Problem description = The answer must be an exact reproduction of the lines from the start of the records below through the line containing "#[derive(Debug, Clone, Copy, PartialEq)]", and nothing more.

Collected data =
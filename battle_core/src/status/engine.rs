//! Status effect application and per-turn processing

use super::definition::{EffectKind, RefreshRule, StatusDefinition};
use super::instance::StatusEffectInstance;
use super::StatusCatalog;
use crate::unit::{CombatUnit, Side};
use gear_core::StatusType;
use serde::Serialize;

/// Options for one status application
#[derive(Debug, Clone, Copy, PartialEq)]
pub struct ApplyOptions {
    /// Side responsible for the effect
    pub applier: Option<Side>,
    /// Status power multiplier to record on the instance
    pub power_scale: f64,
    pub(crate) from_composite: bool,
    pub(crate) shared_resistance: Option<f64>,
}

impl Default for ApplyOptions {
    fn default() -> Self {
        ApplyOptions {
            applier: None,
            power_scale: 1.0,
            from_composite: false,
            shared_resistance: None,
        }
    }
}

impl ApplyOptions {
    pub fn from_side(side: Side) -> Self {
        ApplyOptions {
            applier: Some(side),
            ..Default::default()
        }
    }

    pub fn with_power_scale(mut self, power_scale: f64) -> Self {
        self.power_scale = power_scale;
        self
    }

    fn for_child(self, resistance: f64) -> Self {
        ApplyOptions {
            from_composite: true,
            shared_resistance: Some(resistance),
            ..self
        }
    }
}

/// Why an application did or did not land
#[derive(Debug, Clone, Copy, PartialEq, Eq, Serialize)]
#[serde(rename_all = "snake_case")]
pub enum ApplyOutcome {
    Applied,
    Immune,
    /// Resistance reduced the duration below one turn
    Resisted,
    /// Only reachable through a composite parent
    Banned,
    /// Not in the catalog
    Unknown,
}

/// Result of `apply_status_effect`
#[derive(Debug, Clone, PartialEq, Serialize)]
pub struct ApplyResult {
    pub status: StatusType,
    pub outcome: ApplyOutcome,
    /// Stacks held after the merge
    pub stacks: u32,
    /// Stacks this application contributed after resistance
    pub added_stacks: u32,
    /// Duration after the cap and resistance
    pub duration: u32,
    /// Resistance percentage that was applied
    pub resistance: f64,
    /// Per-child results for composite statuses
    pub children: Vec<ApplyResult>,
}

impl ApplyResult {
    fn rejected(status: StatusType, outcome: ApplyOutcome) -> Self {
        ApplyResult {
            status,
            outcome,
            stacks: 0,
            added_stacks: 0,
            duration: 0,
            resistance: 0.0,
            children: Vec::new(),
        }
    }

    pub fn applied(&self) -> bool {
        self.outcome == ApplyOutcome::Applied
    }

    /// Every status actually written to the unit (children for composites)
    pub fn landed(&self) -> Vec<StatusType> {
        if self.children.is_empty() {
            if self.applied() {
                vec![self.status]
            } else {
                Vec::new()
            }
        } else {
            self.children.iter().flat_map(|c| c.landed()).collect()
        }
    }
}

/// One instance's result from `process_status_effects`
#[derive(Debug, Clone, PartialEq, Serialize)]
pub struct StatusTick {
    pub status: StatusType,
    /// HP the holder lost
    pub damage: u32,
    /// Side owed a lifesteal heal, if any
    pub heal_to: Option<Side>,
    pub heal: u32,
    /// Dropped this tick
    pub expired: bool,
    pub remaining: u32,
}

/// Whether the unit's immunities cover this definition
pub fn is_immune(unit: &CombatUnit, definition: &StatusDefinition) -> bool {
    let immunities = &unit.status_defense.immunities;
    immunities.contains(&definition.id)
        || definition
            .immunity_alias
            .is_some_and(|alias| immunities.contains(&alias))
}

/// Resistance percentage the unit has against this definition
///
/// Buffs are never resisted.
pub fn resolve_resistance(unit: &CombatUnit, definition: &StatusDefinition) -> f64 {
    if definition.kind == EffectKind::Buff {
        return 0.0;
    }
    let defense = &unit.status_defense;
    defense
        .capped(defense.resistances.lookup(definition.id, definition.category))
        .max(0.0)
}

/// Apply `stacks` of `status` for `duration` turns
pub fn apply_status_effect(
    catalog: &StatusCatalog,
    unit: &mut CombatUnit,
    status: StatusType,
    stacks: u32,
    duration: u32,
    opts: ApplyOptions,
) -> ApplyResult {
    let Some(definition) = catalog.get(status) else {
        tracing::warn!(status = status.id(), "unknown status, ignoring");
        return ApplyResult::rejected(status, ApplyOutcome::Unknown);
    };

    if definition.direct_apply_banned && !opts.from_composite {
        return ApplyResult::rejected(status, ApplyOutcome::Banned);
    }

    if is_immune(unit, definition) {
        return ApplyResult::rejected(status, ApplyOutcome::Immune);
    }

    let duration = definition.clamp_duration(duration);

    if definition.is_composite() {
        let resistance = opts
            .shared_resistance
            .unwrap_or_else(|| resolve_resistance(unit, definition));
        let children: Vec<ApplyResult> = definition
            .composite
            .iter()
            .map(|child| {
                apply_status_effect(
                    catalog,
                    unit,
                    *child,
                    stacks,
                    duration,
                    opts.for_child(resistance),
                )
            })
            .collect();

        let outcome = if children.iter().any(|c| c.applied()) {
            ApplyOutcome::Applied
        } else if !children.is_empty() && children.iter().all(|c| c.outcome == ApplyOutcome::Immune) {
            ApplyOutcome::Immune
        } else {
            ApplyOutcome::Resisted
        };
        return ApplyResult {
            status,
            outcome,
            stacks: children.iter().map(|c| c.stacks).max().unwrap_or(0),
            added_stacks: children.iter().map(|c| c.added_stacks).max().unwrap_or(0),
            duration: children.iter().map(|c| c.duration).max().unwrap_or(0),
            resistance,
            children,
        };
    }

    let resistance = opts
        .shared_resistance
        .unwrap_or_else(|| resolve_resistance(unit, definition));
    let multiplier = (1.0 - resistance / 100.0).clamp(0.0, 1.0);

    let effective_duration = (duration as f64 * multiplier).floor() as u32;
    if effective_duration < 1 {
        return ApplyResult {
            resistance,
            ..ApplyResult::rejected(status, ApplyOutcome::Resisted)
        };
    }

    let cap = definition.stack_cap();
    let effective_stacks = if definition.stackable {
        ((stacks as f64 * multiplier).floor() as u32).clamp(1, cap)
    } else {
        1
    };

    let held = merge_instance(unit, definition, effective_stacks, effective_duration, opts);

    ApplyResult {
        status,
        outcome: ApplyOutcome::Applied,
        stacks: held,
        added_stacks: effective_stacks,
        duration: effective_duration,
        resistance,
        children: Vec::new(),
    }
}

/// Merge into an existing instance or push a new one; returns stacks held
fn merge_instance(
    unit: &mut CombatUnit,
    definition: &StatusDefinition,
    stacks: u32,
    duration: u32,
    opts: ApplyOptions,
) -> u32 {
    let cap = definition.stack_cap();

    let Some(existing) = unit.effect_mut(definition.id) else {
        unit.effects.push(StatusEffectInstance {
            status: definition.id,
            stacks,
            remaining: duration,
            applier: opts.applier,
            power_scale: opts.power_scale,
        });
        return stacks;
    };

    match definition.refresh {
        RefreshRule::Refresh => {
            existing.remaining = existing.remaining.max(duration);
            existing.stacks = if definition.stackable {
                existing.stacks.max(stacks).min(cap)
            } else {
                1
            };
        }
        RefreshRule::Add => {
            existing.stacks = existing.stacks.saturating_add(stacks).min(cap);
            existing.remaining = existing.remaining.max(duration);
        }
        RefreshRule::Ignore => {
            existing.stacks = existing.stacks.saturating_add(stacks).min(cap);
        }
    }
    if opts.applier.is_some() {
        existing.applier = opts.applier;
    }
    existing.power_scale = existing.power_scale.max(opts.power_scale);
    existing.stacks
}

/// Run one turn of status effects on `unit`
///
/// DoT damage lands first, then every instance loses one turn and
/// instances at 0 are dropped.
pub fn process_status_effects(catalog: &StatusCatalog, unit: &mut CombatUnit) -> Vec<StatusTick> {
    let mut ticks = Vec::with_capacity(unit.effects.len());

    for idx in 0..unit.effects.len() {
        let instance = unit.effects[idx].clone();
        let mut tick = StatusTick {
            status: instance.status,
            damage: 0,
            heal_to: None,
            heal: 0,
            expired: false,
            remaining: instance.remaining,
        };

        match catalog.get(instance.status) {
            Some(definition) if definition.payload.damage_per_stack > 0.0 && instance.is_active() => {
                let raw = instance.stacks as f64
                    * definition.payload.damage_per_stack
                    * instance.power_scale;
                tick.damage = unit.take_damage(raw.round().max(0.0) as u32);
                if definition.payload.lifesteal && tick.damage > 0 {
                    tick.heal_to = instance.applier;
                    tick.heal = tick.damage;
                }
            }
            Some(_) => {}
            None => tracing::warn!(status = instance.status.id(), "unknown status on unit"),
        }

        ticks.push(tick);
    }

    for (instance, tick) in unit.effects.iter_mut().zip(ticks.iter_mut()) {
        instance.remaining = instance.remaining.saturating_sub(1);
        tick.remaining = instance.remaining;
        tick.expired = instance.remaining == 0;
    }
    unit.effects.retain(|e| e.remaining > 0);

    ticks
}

Finished task =
filename battle_core/src/status/engine.rs
//! Status effect application and per-turn processing

use super::definition::{EffectKind, RefreshRule, StatusDefinition};
use super::instance::StatusEffectInstance;
use super::StatusCatalog;
use crate::unit::{CombatUnit, Side};
use gear_core::StatusType;
use serde::Serialize;

/// Options for one status application
#[derive(Debug, Clone, Copy, PartialEq)]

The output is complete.